Plants in the park include Nipa palm, Casuarina equisetifolia, Anisoptera curtisii and Gonystylus bancanus, as well as Sonneratia,  Pandanus, Shorea and Dipterocarpus species.  Large flowers in the park include the Rafflesia arnoldii, Amorphophallus decus-silvae, Amorphophallus titanum and the world's largest orchid the Grammatophyllum speciosum.
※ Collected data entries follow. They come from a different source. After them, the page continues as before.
//! Configuration types for payroll computation.
//!
//! This module contains the strongly-typed configuration structures that
//! are deserialized from the YAML configuration file. Every type carries a
//! `Default` holding the built-in schedule and statutory tables, so a
//! partially specified file only overrides what it names.

use chrono::{NaiveTime, TimeDelta};
use rust_decimal::Decimal;
use serde::{Deserialize, Serialize};

/// The fixed work schedule applied to every attendance entry.
///
/// # Example
///
/// ```
/// use payroll_engine::config::SchedulePolicy;
/// use chrono::NaiveTime;
///
/// let policy = SchedulePolicy::default();
/// assert_eq!(policy.late_threshold(), NaiveTime::from_hms_opt(8, 10, 0).unwrap());
/// ```
#[derive(Debug, Clone, PartialEq, Eq, Serialize, Deserialize)]
#[serde(default)]
pub struct SchedulePolicy {
    /// Standard start of the working day.
    pub start: NaiveTime,
    /// Minutes after `start` during which an arrival is forgiven.
    pub grace_minutes: i64,
    /// Standard end of the working day; later departures may be overtime.
    pub end: NaiveTime,
    /// Unpaid break deducted from every worked day, in minutes.
    pub break_minutes: i64,
}

impl SchedulePolicy {
    /// Returns the last time-in that is not counted as late.
    pub fn late_threshold(&self) -> NaiveTime {
        self.start + TimeDelta::minutes(self.grace_minutes)
    }

    /// Returns the unpaid break as a duration.
    pub fn break_duration(&self) -> TimeDelta {
        TimeDelta::minutes(self.break_minutes)
    }
}

impl Default for SchedulePolicy {
    fn default() -> Self {
        Self {
            start: NaiveTime::from_hms_opt(8, 0, 0).unwrap_or_default(),
            grace_minutes: 10,
            end: NaiveTime::from_hms_opt(17, 0, 0).unwrap_or_default(),
            break_minutes: 60,
        }
    }
}

/// One row of the social-insurance contribution schedule.
#[derive(Debug, Clone, PartialEq, Eq, Serialize, Deserialize)]
pub struct SocialInsuranceBracket {
    /// Highest gross salary covered by this bracket (inclusive).
    pub limit: Decimal,
    /// Employee contribution per month for this bracket.
    pub monthly_contribution: Decimal,
}

/// Social-insurance contribution schedule.
#[derive(Debug, Clone, PartialEq, Eq, Serialize, Deserialize)]
#[serde(default)]
pub struct SocialInsuranceTable {
    /// Brackets in ascending `limit` order.
    pub brackets: Vec<SocialInsuranceBracket>,
    /// Monthly contribution applied above the last bracket.
    pub maximum_monthly_contribution: Decimal,
}

impl Default for SocialInsuranceTable {
    fn default() -> Self {
        // 3250, 3750, ... 15250 paying 135.00, 157.50, ... 675.00
        let brackets = (0..25i64)
            .map(|step| SocialInsuranceBracket {
                limit: Decimal::from(3250 + step * 500),
                monthly_contribution: Decimal::new(13500 + step * 2250, 2),
            })
            .collect();

        Self {
            brackets,
            maximum_monthly_contribution: Decimal::new(69750, 2),
        }
    }
}

/// Health-insurance premium schedule, expressed in monthly figures.
#[derive(Debug, Clone, PartialEq, Eq, Serialize, Deserialize)]
#[serde(default)]
pub struct HealthInsuranceTable {
    /// Premium rate applied to salary in the middle tier.
    pub premium_rate: Decimal,
    /// Portion of the premium paid by the employee.
    pub employee_share: Decimal,
    /// Monthly salary at or below which the minimum premium applies.
    pub monthly_floor: Decimal,
    /// Monthly salary above which the maximum premium applies.
    pub monthly_ceiling: Decimal,
    /// Total monthly premium in the lowest tier.
    pub minimum_monthly_premium: Decimal,
    /// Total monthly premium in the highest tier.
    pub maximum_monthly_premium: Decimal,
}

impl Default for HealthInsuranceTable {
    fn default() -> Self {
        Self {
            premium_rate: Decimal::new(3, 2),
            employee_share: Decimal::new(5, 1),
            monthly_floor: Decimal::from(10_000),
            monthly_ceiling: Decimal::from(60_000),
            minimum_monthly_premium: Decimal::from(300),
            maximum_monthly_premium: Decimal::from(1_800),
        }
    }
}

/// Housing-fund contribution schedule.
#[derive(Debug, Clone, PartialEq, Eq, Serialize, Deserialize)]
#[serde(default)]
pub struct HousingFundTable {
    /// Weekly gross salary at or below which the lower rate applies.
    pub rate_threshold: Decimal,
    /// Contribution rate at or below the threshold.
    pub lower_rate: Decimal,
    /// Contribution rate above the threshold.
    pub upper_rate: Decimal,
    /// Maximum contribution per month.
    pub monthly_cap: Decimal,
}

impl Default for HousingFundTable {
    fn default() -> Self {
        Self {
            rate_threshold: Decimal::from(1_500),
            lower_rate: Decimal::new(1, 2),
            upper_rate: Decimal::new(2, 2),
            monthly_cap: Decimal::from(100),
        }
    }
}

/// One bracket of the progressive withholding-tax schedule.
///
/// Tax within the bracket is `base + rate * (gross - floor)`.
#[derive(Debug, Clone, PartialEq, Eq, Serialize, Deserialize)]
pub struct TaxBracket {
    /// Highest gross salary covered by this bracket; `None` for the top bracket.
    #[serde(default)]
    pub ceiling: Option<Decimal>,
    /// Gross salary from which the marginal rate is measured.
    pub floor: Decimal,
    /// Fixed tax owed at the floor.
    pub base: Decimal,
    /// Marginal rate applied to the excess over the floor.
    pub rate: Decimal,
}

/// Progressive withholding-tax schedule on weekly gross salary.
#[derive(Debug, Clone, PartialEq, Eq, Serialize, Deserialize)]
#[serde(default)]
pub struct WithholdingTaxTable {
    /// Brackets in ascending `ceiling` order, open-ended bracket last.
    pub brackets: Vec<TaxBracket>,
}

impl Default for WithholdingTaxTable {
    fn default() -> Self {
        let bracket = |ceiling: Option<i64>, floor: i64, base: Decimal, rate: i64| TaxBracket {
            ceiling: ceiling.map(Decimal::from),
            floor: Decimal::from(floor),
            base,
            rate: Decimal::new(rate, 2),
        };

        // The last two rows keep the monthly 666667 threshold and the monthly
        // 200833.33 base as published; every other row is a weekly figure.
        Self {
            brackets: vec![
                bracket(Some(5_208), 0, Decimal::ZERO, 0),
                bracket(Some(8_333), 5_208, Decimal::ZERO, 20),
                bracket(Some(16_667), 8_333, Decimal::from(625), 25),
                bracket(Some(41_667), 16_667, Decimal::new(270825, 2), 30),
                bracket(Some(666_667), 41_667, Decimal::new(1020833, 2), 32),
                bracket(None, 666_667, Decimal::new(20083333, 2), 35),
            ],
        }
    }
}

/// The four statutory deduction schedules.
#[derive(Debug, Clone, Default, PartialEq, Eq, Serialize, Deserialize)]
#[serde(default)]
pub struct DeductionTables {
    /// Social-insurance schedule.
    pub social_insurance: SocialInsuranceTable,
    /// Health-insurance schedule.
    pub health_insurance: HealthInsuranceTable,
    /// Housing-fund schedule.
    pub housing_fund: HousingFundTable,
    /// Withholding-tax schedule.
    pub withholding_tax: WithholdingTaxTable,
}

/// The complete payroll configuration.
///
/// # Example
///
/// ```
/// use payroll_engine::config::PayrollConfig;
/// use rust_decimal::Decimal;
///
/// let config = PayrollConfig::default();
/// assert_eq!(config.overtime_multiplier, Decimal::new(125, 2));
/// assert_eq!(config.deductions.social_insurance.brackets.len(), 25);
/// ```
#[derive(Debug, Clone, PartialEq, Eq, Serialize, Deserialize)]
#[serde(default)]
pub struct PayrollConfig {
    /// The work schedule.
    pub schedule: SchedulePolicy,
    /// Multiplier applied to the hourly rate for overtime hours.
    pub overtime_multiplier: Decimal,
    /// The statutory deduction schedules.
    pub deductions: DeductionTables,
}

impl Default for PayrollConfig {
    fn default() -> Self {
        Self {
            schedule: SchedulePolicy::default(),
            overtime_multiplier: Decimal::new(125, 2),
            deductions: DeductionTables::default(),
        }
    }
}
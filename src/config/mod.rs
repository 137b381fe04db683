//! Configuration loading and management for the payroll engine.
//!
//! This module provides the work schedule and the statutory deduction
//! tables, either built in or loaded from a YAML file.
//!
//! # Example
//!
//! ```no_run
//! use payroll_engine::config::ConfigLoader;
//!
//! let loader = ConfigLoader::load("./config/payroll.yaml").unwrap();
//! println!("Overtime multiplier: {}", loader.config().overtime_multiplier);
//! ```

mod loader;
mod types;

pub use loader::ConfigLoader;
pub use types::{
    DeductionTables, HealthInsuranceTable, HousingFundTable, PayrollConfig, SchedulePolicy,
    SocialInsuranceBracket, SocialInsuranceTable, TaxBracket, WithholdingTaxTable,
};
The park is home to many endangered and threatened species, including: 
 Sumatran elephant (about 500 animals, or 25% of the total remaining population of this subspecies live in the park)
 Sumatran striped rabbit (most recent records of this poorly known species have been from the park)
 Sumatran rhinoceros (an estimated 17-24 Sumatran rhinos live in the park; approximately the same number live in Gunung Leuser National Park, along with approximately 30-35 in Way Kambas National Park, comprising a total population of fewer than 100 animals
 Sumatran tiger (approximately 40 adult tigers or 10% of the remaining Sumatran tigers live in the park).
Other animals in the park are the Malayan tapir, siamang, Sumatran surili, sun bear and lesser mouse-deer. There are over 300 species of bird in the park, like the critically endangered Sumatran ground-cuckoo.

Conservation and threats
The area was first protected by the Dutch East Indies government in 1935, that declared the South Sumatra I Nature Reserve.
The area became a national park in 1982.

Since the 1970s there have been numerous squatters established within the park, and despite forced evictions in the early 1980s, their numbers increased since 1998. In 2006 it was estimated that the squatter encroachment by about 127,000 people covered an area of 55,000 ha. For the period between 1972 and 2006, it is estimated that 63,000 ha of primary forest cover has been lost. This represents 20% of the forests lost to illegal agriculture. The World Wide Fund for Nature found that more than 450 km2 of park land is being used for growing coffee, and the organisation is now working with multinational coffee companies to help them avoid buying illegally grown coffee.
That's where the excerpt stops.